Today's public art thingamajig is Arlie, yet another whatzit by Lee Kelly, the same guy behind (deep breath) Leland One, the Kelly Fountain, Memory 99, Friendship Circle, Nash, Howard's Way, and a bunch of others. This one's on the grounds of the Portland Art Museum. I don't think I'm going to do posts about every single sculpture outside the art museum, just due to the sheer number of them, but I never pass up a chance to sigh melodramatically and roll my eyes at yet another Kelly creation.
If this post seems snarkier than usual, it's not that Arlie is particularly worse than the others, but that I've already looked at a few too many giant rusty sculptures of his, and this is another one on top of them. This may be sort of unfair in a way, since this one was created back in 1978, and by all rights I should be more exasperated by mid-2000s ones done in basically the same style. It's also reasonable for the reader to go, hey, he's going out of his way to track these down and be annoyed by them. And the reader would be correct. I like to think this occasional quest is at least mildly entertaining. It is to me anyway. And I'll readily admit these things aren't actually a public menace, unless maybe you're standing next to one when an earthquake happens. It's just that, if there's still such a thing as an art historian a few centuries from now, they'll realize how many of these things there are around town and wonder what the hell we were thinking. Assuming post-apocalyptic metal-scavenging mutants don't get to them first.

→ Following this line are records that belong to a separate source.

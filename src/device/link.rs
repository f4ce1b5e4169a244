use std::sync::{Arc, Mutex, MutexGuard, Weak};
use log::debug;

use crate::device::bridge::EventSink;
use crate::device::connector::{ConnectorCallbacks, PeripheralConnector};
use crate::device::state_machine::{ConnectionStateMachine, StateListener};
use crate::device::types::{ConnectOutcome, ConnectState, ErrorKind};
use crate::error::LinkError;

type Shared<C> = Mutex<ConnectionStateMachine<C>>;

// a poisoned lock only means a sink or listener panicked; the machine itself is consistent
fn lock<C: PeripheralConnector>(shared: &Shared<C>) -> MutexGuard<'_, ConnectionStateMachine<C>> {
    shared.lock().unwrap_or_else(|poisoned| poisoned.into_inner())
}

impl<C: PeripheralConnector> ConnectorCallbacks for Shared<C> {
    fn connector_result(&self, sequence: u64, outcome: ConnectOutcome) {
        lock(self).on_connector_result(sequence, outcome);
    }

    fn connector_data(&self, sequence: u64, data: Vec<u8>) {
        lock(self).on_data(sequence, data);
    }

    fn connection_lost(&self, sequence: u64) {
        lock(self).on_connection_lost(sequence);
    }

    fn connector_error(&self, sequence: u64, kind: ErrorKind, message: String) {
        lock(self).on_connector_error(sequence, kind, message);
    }
}

/// Cloneable handle to the printer connection.
///
/// Host commands and connector reports all go through one mutex, so they never
/// interleave. Sinks and listeners are called with that mutex held and must not call
/// back into the link.
pub struct PrinterLink<C: PeripheralConnector + 'static> {
    inner: Arc<Shared<C>>,
}

impl<C: PeripheralConnector + 'static> Clone for PrinterLink<C> {
    fn clone(&self) -> Self {
        PrinterLink { inner: self.inner.clone() }
    }
}

impl<C: PeripheralConnector + 'static> PrinterLink<C> {
    pub fn new(connector: C) -> Self {
        let inner = Arc::new_cyclic(|weak: &Weak<Shared<C>>| {
            let callbacks: Weak<dyn ConnectorCallbacks> = weak.clone();
            Mutex::new(ConnectionStateMachine::new(connector, callbacks))
        });

        PrinterLink { inner }
    }

    pub fn connect(&self, peripheral_id: &str) -> Result<u64, LinkError> {
        lock(&self.inner).connect(peripheral_id)
    }

    pub fn disconnect(&self) {
        lock(&self.inner).disconnect();
    }

    pub fn current_state(&self) -> ConnectState {
        lock(&self.inner).current_state()
    }

    pub fn is_connected(&self) -> bool {
        lock(&self.inner).is_connected()
    }

    pub fn peripheral_id(&self) -> Option<String> {
        lock(&self.inner).peripheral_id().map(str::to_string)
    }

    /// Sequence of the current session, if there is one.
    pub fn session_sequence(&self) -> Option<u64> {
        lock(&self.inner).session().map(|session| session.sequence)
    }

    pub fn write(&self, data: &[u8]) -> Result<(), LinkError> {
        lock(&self.inner).write(data)
    }

    pub fn attach_sink<S: EventSink + 'static>(&self, sink: S) {
        lock(&self.inner).attach_sink(Box::new(sink));
    }

    pub fn detach_sink(&self) {
        lock(&self.inner).detach_sink();
    }

    pub fn has_sink(&self) -> bool {
        lock(&self.inner).has_sink()
    }

    pub fn set_state_listener<L: StateListener + 'static>(&self, listener: L) {
        lock(&self.inner).set_state_listener(Box::new(listener));
    }

    pub fn clear_state_listener(&self) {
        lock(&self.inner).clear_state_listener();
    }

    /// Ends the session and drops sink and listener. Reports still in flight from the
    /// connector are discarded.
    pub fn shutdown(&self) {
        debug!("Shutting down printer link");
        lock(&self.inner).shutdown();
    }

    pub fn on_connector_result(&self, sequence: u64, outcome: ConnectOutcome) {
        self.inner.connector_result(sequence, outcome);
    }

    pub fn on_data(&self, sequence: u64, data: Vec<u8>) {
        self.inner.connector_data(sequence, data);
    }

    pub fn on_connection_lost(&self, sequence: u64) {
        self.inner.connection_lost(sequence);
    }
}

So, a few links about Arlie, because I care about fairness, and I imagine you might be interested in some less-biased and more informative sources:
- A blog post at 52 Pieces
- An Oregon Arts Commission profile of Kelly
- Artscatter
- A mention in a Portland Public Art post
So on one hand Arlie looks like one of the monstrous alien machines from the Tripods trilogy (a young-adult SF series from the late 1960s), which is not a plus in my book. But one of the legs forms a sort of bench, and I've actually seen people using it occasionally. So it's not beautiful, but it's at least a little useful, so I suppose it has that going for it.